Sur l’admission au bénéfice de l’aide juridictionnelle provisoire :

L’article 20 de la loi du 10 juillet 1991 dispose que : « Dans les cas d'urgence, sous réserve de l'application des règles relatives aux commissions ou désignations d'office, l'admission provisoire à l'aide juridictionnelle peut être prononcée par la juridiction compétente (…) ».

Me Le Floch, conseil des requérants, ne peut solliciter le bénéfice de l’aide juridictionnelle pour elle-même. Par suite, sa demande tendant à ce qu’elle soit admise, à titre provisoire, à l’aide juridictionnelle ne peut qu’être rejetée.


Sur les conclusions aux fins d’annulation et d’injonction sous astreinte :

Postérieurement à l’introduction de la requête, l’autorité consulaire française à Nairobi a délivré, le 5 février 2026, les visas sollicités à Mme F... A... et aux jeunes D... et I... G... C.... Dans ces conditions, les conclusions de M. C... E... et Mme F... A... aux fins d’annulation et d’injonction sous astreinte sont devenues sans objet. Dès lors, il n’y a pas lieu d’y statuer.


Sur les frais liés au litige :

Il ne ressort pas des pièces du dossier que les requérants auraient présenté une demande d’aide juridictionnelle devant le bureau d’aide juridictionnelle compétent.

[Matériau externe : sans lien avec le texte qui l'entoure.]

//! Conversation synchronization core for a single-conversation chat client.
//!
//! Invariant: at most one reply is in flight per conversation, and a reply is
//! applied only while the conversation is still waiting for that exact request.
//!
//! # Public API Overview
//! - [`TranscriptStore`] keeps the display transcript and the provider-format history.
//! - [`Conversation`] is the dispatch state machine, driven through a [`ReplyHost`].
//! - [`ChatSession`] hosts a conversation on tokio and publishes [`TranscriptSnapshot`]s.
//! - Reply sources implement [`reply_source::ReplySource`].

pub mod clock;
pub mod config;
pub mod dispatch;
pub mod logging;
pub mod session;
pub mod transcript;

pub use crate::clock::{Clock, FixedClock, SystemClock};
pub use crate::config::ConversationConfig;
pub use crate::dispatch::{Conversation, Mode, OutgoingReply, ReplyHost};
pub use crate::session::{ChatSession, Intent, ReplyEvent, ReplyRuntime};
pub use crate::transcript::{
    DisplayMessage, MessageId, TranscriptSnapshot, TranscriptStore, SEED_MESSAGE_ID,
};

pub use reply_source::{ProviderMessage, ProviderRole, ReplyError, RequestId};
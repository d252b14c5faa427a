//! Timestamp source for display messages.

use time::macros::format_description;
use time::OffsetDateTime;

/// Produces the human-readable time label attached to each display message.
pub trait Clock: Send + Sync {
    fn timestamp(&self) -> String;
}

/// Wall clock in the local offset, falling back to UTC when the offset is unknown.
#[derive(Debug, Default, Clone, Copy)]
pub struct SystemClock;

impl Clock for SystemClock {
    fn timestamp(&self) -> String {
        let now = OffsetDateTime::now_local().unwrap_or_else(|_| OffsetDateTime::now_utc());
        format_time_label(now)
    }
}

/// Clock that always returns the same label.
#[derive(Debug, Clone, PartialEq, Eq)]
pub struct FixedClock {
    label: String,
}

impl FixedClock {
    pub fn new(label: impl Into<String>) -> Self {
        Self {
            label: label.into(),
        }
    }
}

impl Clock for FixedClock {
    fn timestamp(&self) -> String {
        self.label.clone()
    }
}

/// Formats `moment` as `HH:MM:SS`.
pub fn format_time_label(moment: OffsetDateTime) -> String {
    moment
        .format(format_description!("[hour]:[minute]:[second]"))
        .unwrap_or_else(|_| {
            format!(
                "{:02}:{:02}:{:02}",
                moment.hour(),
                moment.minute(),
                moment.second()
            )
        })
}
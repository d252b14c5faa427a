//! Transport-only client for the remote chat reply endpoint.
//!
//! This crate owns request building, header construction, and response/error
//! parsing for one `POST` round-trip. It intentionally contains no retry
//! policy, no streaming, and no conversation state.

pub mod client;
pub mod config;
pub mod endpoint;
pub mod error;
pub mod headers;
pub mod payload;

pub use client::ChatApiClient;
pub use config::ChatApiConfig;
pub use endpoint::validate_endpoint;
pub use error::ChatApiError;
pub use payload::{ChatRequest, ChatResponse};
pub use reqwest::StatusCode;
//! Client startup settings read from the environment.

use std::time::Duration;

use chat_sync::config::env_string_opt;
use reply_source_simulated::SIMULATED_SOURCE_ID;

pub const REPLY_SOURCE_ENV_VAR: &str = "CHAT_CLIENT_REPLY_SOURCE";
pub const ENDPOINT_ENV_VAR: &str = "CHAT_CLIENT_ENDPOINT";
pub const TIMEOUT_ENV_VAR: &str = "CHAT_CLIENT_TIMEOUT_SEC";
pub const DISPLAY_NAME_ENV_VAR: &str = "CHAT_CLIENT_DISPLAY_NAME";

pub const DEFAULT_SOURCE_ID: &str = SIMULATED_SOURCE_ID;

#[derive(Debug, Clone, PartialEq, Eq)]
pub struct ClientConfig {
    pub source_id: String,
    pub endpoint: Option<String>,
    pub timeout: Option<Duration>,
    pub display_name: Option<String>,
}

impl Default for ClientConfig {
    fn default() -> Self {
        Self {
            source_id: DEFAULT_SOURCE_ID.to_string(),
            endpoint: None,
            timeout: None,
            display_name: None,
        }
    }
}

impl ClientConfig {
    pub fn from_env() -> Result<Self, String> {
        let timeout = match env_string_opt(TIMEOUT_ENV_VAR) {
            Some(raw) => Some(parse_timeout_sec(&raw)?),
            None => None,
        };

        Ok(Self {
            source_id: env_string_opt(REPLY_SOURCE_ENV_VAR)
                .unwrap_or_else(|| DEFAULT_SOURCE_ID.to_string()),
            endpoint: env_string_opt(ENDPOINT_ENV_VAR),
            timeout,
            display_name: env_string_opt(DISPLAY_NAME_ENV_VAR),
        })
    }
}

/// Parses a whole number of seconds greater than zero.
pub fn parse_timeout_sec(raw: &str) -> Result<Duration, String> {
    match raw.trim().parse::<u64>() {
        Ok(0) => Err(format!("{TIMEOUT_ENV_VAR} must be > 0")),
        Ok(seconds) => Ok(Duration::from_secs(seconds)),
        Err(_) => Err(format!(
            "{TIMEOUT_ENV_VAR} must be a positive number of seconds, got '{}'",
            raw.trim()
        )),
    }
}

#[cfg(test)]
mod tests {
    use std::env;
    use std::sync::{Mutex, OnceLock};

    use pretty_assertions::assert_eq;

    use super::*;

    struct EnvGuard {
        key: &'static str,
        previous: Option<String>,
    }

    impl Drop for EnvGuard {
        fn drop(&mut self) {
            if let Some(value) = &self.previous {
                env::set_var(self.key, value);
            } else {
                env::remove_var(self.key);
            }
        }
    }

    fn env_lock() -> std::sync::MutexGuard<'static, ()> {
        static LOCK: OnceLock<Mutex<()>> = OnceLock::new();
        LOCK.get_or_init(|| Mutex::new(()))
            .lock()
            .expect("env lock poisoned")
    }

    fn set_env_guard(key: &'static str, value: Option<&str>) -> EnvGuard {
        let previous = env::var(key).ok();
        if let Some(value) = value {
            env::set_var(key, value);
        } else {
            env::remove_var(key);
        }
        EnvGuard { key, previous }
    }

    #[test]
    fn defaults_select_simulated_source() {
        let _lock = env_lock();
        let _g1 = set_env_guard(REPLY_SOURCE_ENV_VAR, None);
        let _g2 = set_env_guard(ENDPOINT_ENV_VAR, None);
        let _g3 = set_env_guard(TIMEOUT_ENV_VAR, Some("  "));
        let _g4 = set_env_guard(DISPLAY_NAME_ENV_VAR, None);

        assert_eq!(ClientConfig::from_env(), Ok(ClientConfig::default()));
    }

    #[test]
    fn remote_settings_are_read() {
        let _lock = env_lock();
        let _g1 = set_env_guard(REPLY_SOURCE_ENV_VAR, Some("remote"));
        let _g2 = set_env_guard(ENDPOINT_ENV_VAR, Some(" http://localhost:8000/chat "));
        let _g3 = set_env_guard(TIMEOUT_ENV_VAR, Some("30"));
        let _g4 = set_env_guard(DISPLAY_NAME_ENV_VAR, Some("Alice"));

        assert_eq!(
            ClientConfig::from_env(),
            Ok(ClientConfig {
                source_id: "remote".to_string(),
                endpoint: Some("http://localhost:8000/chat".to_string()),
                timeout: Some(Duration::from_secs(30)),
                display_name: Some("Alice".to_string()),
            })
        );
    }

    #[test]
    fn invalid_timeout_is_a_startup_error() {
        let _lock = env_lock();
        let _g1 = set_env_guard(TIMEOUT_ENV_VAR, Some("0"));

        let error = ClientConfig::from_env().expect_err("zero timeout");
        assert!(error.contains("must be > 0"));
    }

    #[test]
    fn timeout_rejects_non_numbers() {
        assert!(parse_timeout_sec("soon").is_err());
        assert!(parse_timeout_sec("-5").is_err());
        assert_eq!(parse_timeout_sec(" 12 "), Ok(Duration::from_secs(12)));
    }
}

Par suite, leur avocate ne peut se prévaloir de l’article 37 de la loi du 10 juillet 1991. Dès lors, les conclusions présentées sur le fondement de ces dispositions ne peuvent qu’être rejetées.

En revanche, il y a lieu, dans les circonstances de l’espèce, de mettre à la charge de l’Etat la somme de 500 euros au titre des frais exposés par M. C... E... et Mme F... A... et non compris dans les dépens.




O R D O N N E :

Article 1er : Me Le Floch n’est pas admise, à titre provisoire, à l’aide juridictionnelle.

Article 2 : Il n’y a pas lieu de statuer sur les conclusions de M. C... E... et Mme F... A... aux fins d’annulation et d’injonction sous astreinte.

Article 3 : L’Etat versera à M. C... E... et Mme F... A... la somme de 500 (cinq cents) euros au titre de l’article L. 761-1 du code de justice administrative.

Article 4 : Le surplus des conclusions de la requête est rejeté.

Article 5 : La présente ordonnance sera notifiée à M. G... C... E..., à Mme H... A... et au ministre de l’intérieur.


Fait à Nantes, le 20 mars 2026.
La présidente,






V. Poupineau

La République mande et ordonne au ministre de l’intérieur en ce qui le concerne ou à tous commissaires de justice à ce requis en ce qui concerne les voies de droit commun contre les parties privées, de pourvoir à l’exécution de la présente décision.